The notorious killer met his death in a far more peaceful manner than he let on for his victims.

Among other things, Denaro was behind the assassinations of judges Giovanni Falcone and Paolo Borsellino in 1992, as well as bombings in Milan, Florence and Rome the following year.

He was also convicted of the brutal murder of 12-year-old Giuseppe Di Matteo, who was kidnapped and tortured because his father cooperated with the police. After 800 days in captivity, the little boy’s body was dissolved in an acid bath, so the family had no grave to go to.

Matteo Pessina Denaro is referred to in many contexts, preferably outside Italy, as “the last godfather of the Mafia”. Maybe it wasn’t.

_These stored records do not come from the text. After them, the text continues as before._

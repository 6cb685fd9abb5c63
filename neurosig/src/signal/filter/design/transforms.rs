//! Frequency transforms and the analog-to-digital mapping for ZPK filters.
//!
//! These mirror the `lp2*_zpk`, `bilinear_zpk` and `zpk2tf` routines of `scipy.signal`.

use super::relative_degree::relative_degree_checked;
use super::{BaFormatFilter, ZpkFormatFilter};
use alloc::{format, vec::Vec};
use core::iter::repeat;
use nalgebra::Complex;
use neurosig_core::{Error, Result};

type C64 = Complex<f64>;

fn check_positive(arg: &'static str, value: f64) -> Result<()> {
    if !(value.is_finite() && value > 0.) {
        return Err(Error::invalid_arg(
            arg,
            format!("must be finite and > 0, got {value}"),
        ));
    }
    Ok(())
}

fn prod(values: impl Iterator<Item = C64>) -> C64 {
    values.fold(C64::new(1., 0.), |acc, v| acc * v)
}

/// `real(prod(-z) / prod(-p))`, the gain correction of the inverting transforms.
fn inversion_gain(zpk: &ZpkFormatFilter<f64>) -> f64 {
    (prod(zpk.z.iter().map(|z| -*z)) / prod(zpk.p.iter().map(|p| -*p))).re
}

/// Both roots `r ± sqrt(r² - wo²)` of each transformed singularity.
fn split_band(roots: &[C64], wo: f64) -> Vec<C64> {
    let wo2 = C64::new(wo * wo, 0.);
    let plus = roots.iter().map(|&r| r + (r * r - wo2).sqrt());
    let minus = roots.iter().map(|&r| r - (r * r - wo2).sqrt());
    plus.chain(minus).collect()
}

/// Lowpass prototype to lowpass with cutoff `wo` (rad/s).
pub fn lp2lp_zpk(zpk: ZpkFormatFilter<f64>, wo: f64) -> Result<ZpkFormatFilter<f64>> {
    check_positive("wo", wo)?;
    let degree = relative_degree_checked(&zpk.z, &zpk.p)?;
    Ok(ZpkFormatFilter::new(
        zpk.z.iter().map(|z| *z * wo).collect(),
        zpk.p.iter().map(|p| *p * wo).collect(),
        zpk.k * wo.powi(degree as i32),
    ))
}

/// Lowpass prototype to highpass with cutoff `wo` (rad/s).
pub fn lp2hp_zpk(zpk: ZpkFormatFilter<f64>, wo: f64) -> Result<ZpkFormatFilter<f64>> {
    check_positive("wo", wo)?;
    let degree = relative_degree_checked(&zpk.z, &zpk.p)?;
    let k = zpk.k * inversion_gain(&zpk);
    let z = zpk
        .z
        .iter()
        .map(|z| wo / *z)
        .chain(repeat(C64::new(0., 0.)).take(degree))
        .collect();
    let p = zpk.p.iter().map(|p| wo / *p).collect();
    Ok(ZpkFormatFilter::new(z, p, k))
}

/// Lowpass prototype to bandpass centred on `wo` with width `bw` (rad/s).
pub fn lp2bp_zpk(zpk: ZpkFormatFilter<f64>, wo: f64, bw: f64) -> Result<ZpkFormatFilter<f64>> {
    check_positive("wo", wo)?;
    check_positive("bw", bw)?;
    let degree = relative_degree_checked(&zpk.z, &zpk.p)?;
    let z_lp: Vec<C64> = zpk.z.iter().map(|z| *z * (bw / 2.)).collect();
    let p_lp: Vec<C64> = zpk.p.iter().map(|p| *p * (bw / 2.)).collect();

    let mut z = split_band(&z_lp, wo);
    z.extend(repeat(C64::new(0., 0.)).take(degree));
    let p = split_band(&p_lp, wo);
    Ok(ZpkFormatFilter::new(z, p, zpk.k * bw.powi(degree as i32)))
}

/// Lowpass prototype to bandstop centred on `wo` with width `bw` (rad/s).
pub fn lp2bs_zpk(zpk: ZpkFormatFilter<f64>, wo: f64, bw: f64) -> Result<ZpkFormatFilter<f64>> {
    check_positive("wo", wo)?;
    check_positive("bw", bw)?;
    let degree = relative_degree_checked(&zpk.z, &zpk.p)?;
    let k = zpk.k * inversion_gain(&zpk);
    let z_hp: Vec<C64> = zpk.z.iter().map(|z| (bw / 2.) / *z).collect();
    let p_hp: Vec<C64> = zpk.p.iter().map(|p| (bw / 2.) / *p).collect();

    let mut z = split_band(&z_hp, wo);
    z.extend(repeat(C64::new(0., wo)).take(degree));
    z.extend(repeat(C64::new(0., -wo)).take(degree));
    let p = split_band(&p_hp, wo);
    Ok(ZpkFormatFilter::new(z, p, k))
}

/// Bilinear transform of an analog ZPK filter to the z-plane at sampling rate `fs`.
///
/// Zeros at infinity are mapped to the Nyquist frequency (`z = -1`).
pub fn bilinear_zpk(zpk: ZpkFormatFilter<f64>, fs: f64) -> Result<ZpkFormatFilter<f64>> {
    check_positive("fs", fs)?;
    let degree = relative_degree_checked(&zpk.z, &zpk.p)?;
    let fs2 = C64::new(2. * fs, 0.);

    let z = zpk
        .z
        .iter()
        .map(|z| (fs2 + *z) / (fs2 - *z))
        .chain(repeat(C64::new(-1., 0.)).take(degree))
        .collect();
    let p = zpk.p.iter().map(|p| (fs2 + *p) / (fs2 - *p)).collect();
    let num = prod(zpk.z.iter().map(|z| fs2 - *z));
    let den = prod(zpk.p.iter().map(|p| fs2 - *p));
    let k = zpk.k * (num / den).re;
    Ok(ZpkFormatFilter::new(z, p, k))
}

/// Coefficients of the monic polynomial with the given roots, highest power first.
pub fn poly(roots: &[C64]) -> Vec<C64> {
    let mut coeffs = Vec::with_capacity(roots.len() + 1);
    coeffs.push(C64::new(1., 0.));
    for r in roots {
        coeffs.push(C64::new(0., 0.));
        for i in (1..coeffs.len()).rev() {
            let prev = coeffs[i - 1];
            coeffs[i] -= *r * prev;
        }
    }
    coeffs
}

/// Expand a ZPK filter into numerator/denominator coefficients.
///
/// Singularities are expected in conjugate pairs; only the real parts of the expanded
/// polynomials are kept.
pub fn zpk2tf(zpk: &ZpkFormatFilter<f64>) -> BaFormatFilter<f64> {
    let b = poly(&zpk.z).into_iter().map(|c| c.re * zpk.k).collect();
    let a = poly(&zpk.p).into_iter().map(|c| c.re).collect();
    BaFormatFilter { b, a }
}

But the arrest of the country’s most wanted man was just as important – and a victory for anti-mafia work.

It is by far the biggest fish caught by Sicilian police since they arrested the last known “Godfather”, Toto Riina in 1993.

After the Cosa Nostra leader was arrested at a doctor’s office in January this year, he underwent cancer surgery twice. In early September, the life-prolonging treatment was terminated, at Denaro’s request.

On Friday evening, he fell into a coma, and the tube that was feeding him was cut off.

All weekend, his daughter Lorenza, who recently took his surname, kept vigil by his hospital bed.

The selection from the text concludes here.